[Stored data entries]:
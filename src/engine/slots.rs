//! Slot kickoff time derivation.
//!
//! Slot `i` kicks off at `date + start_time + i * (match + rest)` minutes.
//! The derivation is deterministic and idempotent; the composer replaces
//! the whole slot list whenever it invokes it, so assignments are never
//! implicitly carried across a regeneration.

use crate::api::{MatchdayConfig, Slot};
use crate::models::time;

/// Materialize the empty, timed slot list for a configuration.
///
/// The caller is responsible for having validated the configuration and
/// clamped the slot count; this function only derives times.
pub fn generate_slots(config: &MatchdayConfig) -> Vec<Slot> {
    let first = time::combine(config.date, config.start_time);
    let interval = i64::from(config.slot_interval_minutes());

    (0..config.slot_count as usize)
        .map(|ordinal| Slot::empty(ordinal, time::add_minutes(first, ordinal as i64 * interval)))
        .collect()
}

#[cfg(test)]
mod tests {
    use super::*;
    use crate::api::Round;
    use crate::models::time::format_kickoff;
    use chrono::{NaiveDate, NaiveTime};
    use proptest::prelude::*;

    fn config(slot_count: u32, match_minutes: u32, rest_minutes: u32) -> MatchdayConfig {
        MatchdayConfig {
            date: NaiveDate::from_ymd_opt(2025, 3, 8).unwrap(),
            start_time: NaiveTime::from_hms_opt(19, 0, 0).unwrap(),
            slot_count,
            match_minutes,
            rest_minutes,
            round: Round(1),
        }
    }

    #[test]
    fn test_slot_times_with_rest_interval() {
        let slots = generate_slots(&config(2, 60, 15));
        assert_eq!(slots.len(), 2);
        assert_eq!(format_kickoff(slots[0].kickoff), "2025-03-08 19:00");
        assert_eq!(format_kickoff(slots[1].kickoff), "2025-03-08 20:15");
        assert!(slots.iter().all(|s| !s.is_filled()));
    }

    #[test]
    fn test_slots_are_ordinal_ordered() {
        let slots = generate_slots(&config(4, 45, 5));
        for (i, slot) in slots.iter().enumerate() {
            assert_eq!(slot.ordinal, i);
        }
        assert!(slots.windows(2).all(|w| w[0].kickoff < w[1].kickoff));
    }

    #[test]
    fn test_generation_is_deterministic() {
        let cfg = config(5, 50, 10);
        assert_eq!(generate_slots(&cfg), generate_slots(&cfg));
    }

    #[test]
    fn test_rest_interval_shift_is_cumulative() {
        let without = generate_slots(&config(4, 60, 0));
        let with = generate_slots(&config(4, 60, 15));
        for (i, (a, b)) in without.iter().zip(&with).enumerate() {
            let shift = b.kickoff - a.kickoff;
            assert_eq!(shift.num_minutes(), 15 * i as i64);
        }
    }

    #[test]
    fn test_late_start_crosses_midnight() {
        let cfg = MatchdayConfig {
            start_time: NaiveTime::from_hms_opt(23, 0, 0).unwrap(),
            ..config(2, 60, 30)
        };
        let slots = generate_slots(&cfg);
        assert_eq!(format_kickoff(slots[1].kickoff), "2025-03-09 00:30");
    }

    proptest! {
        #[test]
        fn prop_consecutive_gap_equals_interval(
            slot_count in 1u32..20,
            match_minutes in 1u32..180,
            rest_minutes in 0u32..60,
        ) {
            let cfg = config(slot_count, match_minutes, rest_minutes);
            let slots = generate_slots(&cfg);
            prop_assert_eq!(slots.len(), slot_count as usize);
            for w in slots.windows(2) {
                let gap = (w[1].kickoff - w[0].kickoff).num_minutes();
                prop_assert_eq!(gap, i64::from(cfg.slot_interval_minutes()));
            }
        }
    }
}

[Problem]:
Exactly reproduce every line of the data above.

[Answer to the problem]:
filename src/engine/slots.rs
//! Slot kickoff time derivation.
//!
//! Slot `i` kicks off at `date + start_time + i * (match + rest)` minutes.
//! The derivation is deterministic and idempotent; the composer replaces
//! the whole slot list whenever it invokes it, so assignments are never
//! implicitly carried across a regeneration.

use crate::api::{MatchdayConfig, Slot};
use crate::models::time;

/// Materialize the empty, timed slot list for a configuration.
///
/// The caller is responsible for having validated the configuration and
/// clamped the slot count; this function only derives times.
pub fn generate_slots(config: &MatchdayConfig) -> Vec<Slot> {
    let first = time::combine(config.date, config.start_time);
    let interval = i64::from(config.slot_interval_minutes());

    (0..config.slot_count as usize)
        .map(|ordinal| Slot::empty(ordinal, time::add_minutes(first, ordinal as i64 * interval)))
        .collect()
}

#[cfg(test)]
mod tests {
    use super::*;
    use crate::api::Round;
    use crate::models::time::format_kickoff;
    use chrono::{NaiveDate, NaiveTime};
    use proptest::prelude::*;

    fn config(slot_count: u32, match_minutes: u32, rest_minutes: u32) -> MatchdayConfig {
        MatchdayConfig {
            date: NaiveDate::from_ymd_opt(2025, 3, 8).unwrap(),
            start_time: NaiveTime::from_hms_opt(19, 0, 0).unwrap(),
            slot_count,
            match_minutes,
            rest_minutes,
            round: Round(1),
        }
    }

    #[test]
    fn test_slot_times_with_rest_interval() {
        let slots = generate_slots(&config(2, 60, 15));
        assert_eq!(slots.len(), 2);
        assert_eq!(format_kickoff(slots[0].kickoff), "2025-03-08 19:00");
        assert_eq!(format_kickoff(slots[1].kickoff), "2025-03-08 20:15");
        assert!(slots.iter().all(|s| !s.is_filled()));
    }

    #[test]
    fn test_slots_are_ordinal_ordered() {
        let slots = generate_slots(&config(4, 45, 5));
        for (i, slot) in slots.iter().enumerate() {
            assert_eq!(slot.ordinal, i);
        }
        assert!(slots.windows(2).all(|w| w[0].kickoff < w[1].kickoff));
    }

    #[test]
    fn test_generation_is_deterministic() {
        let cfg = config(5, 50, 10);
        assert_eq!(generate_slots(&cfg), generate_slots(&cfg));
    }

    #[test]
    fn test_rest_interval_shift_is_cumulative() {
        let without = generate_slots(&config(4, 60, 0));
        let with = generate_slots(&config(4, 60, 15));
        for (i, (a, b)) in without.iter().zip(&with).enumerate() {
            let shift = b.kickoff - a.kickoff;
            assert_eq!(shift.num_minutes(), 15 * i as i64);
        }
    }

    #[test]
    fn test_late_start_crosses_midnight() {
        let cfg = MatchdayConfig {
            start_time: NaiveTime::from_hms_opt(23, 0, 0).unwrap(),
            ..config(2, 60, 30)
        };
        let slots = generate_slots(&cfg);
        assert_eq!(format_kickoff(slots[1].kickoff), "2025-03-09 00:30");
    }

    proptest! {
        #[test]
        fn prop_consecutive_gap_equals_interval(
            slot_count in 1u32..20,
            match_minutes in 1u32..180,
            rest_minutes in 0u32..60,
        ) {
            let cfg = config(slot_count, match_minutes, rest_minutes);
            let slots = generate_slots(&cfg);
            prop_assert_eq!(slots.len(), slot_count as usize);
            for w in slots.windows(2) {
                let gap = (w[1].kickoff - w[0].kickoff).num_minutes();
                prop_assert_eq!(gap, i64::from(cfg.slot_interval_minutes()));
            }
        }
    }
}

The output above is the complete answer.